A typical scene, except that APU’s graduation ceremony July 14 featured no keynote speaker. That role was filled by each of 17 graduates who paused briefly at the microphone of the Earl R. Brown Auditorium in Grant Hall to think out loud about their new degrees.
“I couldn’t have done it without APU,” one graduate said. “Because of the love, support and guidance of APU professors, I made it,” said another.
LaQuana Simmons-Richardson, BA, Human Services, ’12, singled out a two-day camping trip led by Associate Professor Dorothy Dunne for applied learning in resiliency – especially when it came to sleeping on the ground and fending off mosquitoes.
“Thank you,” Simmons-Richardson said. “I’ve made lifelong friends and had new experiences I’ll remember forever.”
Kay Alley, MAT,’12, said she’d come full circle: Alley enrolled in her first college class at Alaska Methodist University 25 years ago, before it was reorganized as Alaska Pacific University.
“This degree has great meaning for me,” she said. “I’m grateful to APU for making it possible for nontraditional students like me to return to school and fulfill their dreams.”
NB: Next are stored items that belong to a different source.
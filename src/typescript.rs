//! Structural type inference: JSON value to TypeScript-interface text.
//!
//! [`infer_type`] walks a [`Value`] and describes its shape as a TypeScript
//! interface declaration. Inference is purely structural:
//!
//! - scalars map to the literal type names `null` / `boolean` / `number` /
//!   `string`
//! - an empty array is the unconstrained `any[]`
//! - a non-empty array is `Array<T1 | T2 | ...>`, the union of the distinct
//!   inferred element types in first-seen order
//! - an object lists every key with its inferred type in source order, nested
//!   objects rendering as anonymous record shapes inline
//!
//! Two objects with different key sets inside one array stay two distinct
//! union members; sibling shapes are never merged into an optional-field
//! record. Inference is total and stable: equal values always produce
//! byte-identical output.
//!
//! ## Examples
//!
//! ```rust
//! use json_recast::{infer_type, json};
//!
//! let value = json!({"id": 1, "tags": ["a", "b"]});
//! assert_eq!(
//!     infer_type(&value, "Root"),
//!     "interface Root {\n  id: number;\n  tags: Array<string>\n}"
//! );
//! ```

use crate::Value;
use indexmap::IndexSet;

/// Root type name used when a caller does not supply one.
pub const DEFAULT_ROOT_NAME: &str = "Root";

/// Derives a TypeScript-interface-style description of a value's shape.
///
/// Total over the `Value` domain; `root_name` is used verbatim.
#[must_use]
pub fn infer_type(value: &Value, root_name: &str) -> String {
    format!("interface {} {}", root_name, shape(value))
}

fn shape(value: &Value) -> String {
    match value {
        Value::Null => "null".to_string(),
        Value::Bool(_) => "boolean".to_string(),
        Value::Number(_) => "number".to_string(),
        Value::String(_) => "string".to_string(),
        Value::Array(items) => {
            if items.is_empty() {
                return "any[]".to_string();
            }
            // First-seen order, deduplicated by rendered type text
            let union: IndexSet<String> = items.iter().map(shape).collect();
            format!(
                "Array<{}>",
                union.into_iter().collect::<Vec<_>>().join(" | ")
            )
        }
        Value::Object(map) => {
            if map.is_empty() {
                return "{}".to_string();
            }
            let props: Vec<String> = map
                .iter()
                .map(|(key, entry)| format!("{}: {}", key, shape(entry)))
                .collect();
            format!("{{\n  {}\n}}", props.join(";\n  "))
        }
    }
}

#[cfg(test)]
mod tests {
    use super::*;
    use crate::json;

    #[test]
    fn test_scalar_types() {
        assert_eq!(infer_type(&json!(null), "Root"), "interface Root null");
        assert_eq!(infer_type(&json!(true), "Root"), "interface Root boolean");
        assert_eq!(infer_type(&json!(1.5), "Root"), "interface Root number");
        assert_eq!(infer_type(&json!("x"), "Root"), "interface Root string");
    }

    #[test]
    fn test_empty_containers() {
        assert_eq!(infer_type(&json!([]), "Root"), "interface Root any[]");
        assert_eq!(infer_type(&json!({}), "Root"), "interface Root {}");
    }

    #[test]
    fn test_root_name_used_verbatim() {
        assert_eq!(infer_type(&json!(1), "ApiResponse"), "interface ApiResponse number");
        assert_eq!(DEFAULT_ROOT_NAME, "Root");
    }

    #[test]
    fn test_homogeneous_array_collapses_union() {
        assert_eq!(
            infer_type(&json!([1, 2, 3]), "Root"),
            "interface Root Array<number>"
        );
    }

    #[test]
    fn test_union_first_seen_order_deduplicated() {
        let value = json!([1, "a", 2, null, "b", 3]);
        assert_eq!(
            infer_type(&value, "Root"),
            "interface Root Array<number | string | null>"
        );
    }

    #[test]
    fn test_union_completeness() {
        let value = json!([null, true, 1, "s"]);
        let out = infer_type(&value, "Root");
        assert_eq!(out, "interface Root Array<null | boolean | number | string>");
    }

    #[test]
    fn test_object_properties_in_source_order() {
        let value = json!({"zebra": 1, "apple": "a"});
        assert_eq!(
            infer_type(&value, "Root"),
            "interface Root {\n  zebra: number;\n  apple: string\n}"
        );
    }

    #[test]
    fn test_nested_object_shapes_inline() {
        let value = json!({"user": {"name": "Ada", "active": true}});
        assert_eq!(
            infer_type(&value, "Root"),
            "interface Root {\n  user: {\n  name: string;\n  active: boolean\n}\n}"
        );
    }

    #[test]
    fn test_distinct_object_shapes_stay_distinct_in_union() {
        let value = json!([{"a": 1}, {"b": "x"}, {"a": 2}]);
        assert_eq!(
            infer_type(&value, "Root"),
            "interface Root Array<{\n  a: number\n} | {\n  b: string\n}>"
        );
    }

    #[test]
    fn test_stability_on_equal_values() {
        let value = json!({"a": [1, "x", {"n": null}], "b": {}});
        assert_eq!(infer_type(&value, "Root"), infer_type(&value.clone(), "Root"));
    }
}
Katherine Tompkins, MBA,’12, said APU’s commencement was a lot different than the one she attended as an Ohio State University undergraduate, where she’d been one of several thousand students.
“This graduation is more reflective of my learning,” Tompkins said.
Founded in 1959, APU is the state’s only four-year, private baccalaureate liberal arts university offering two-year, four-year, master’s and doctorate level programs. APU is accredited by the Northwest Commission on Colleges and Universities.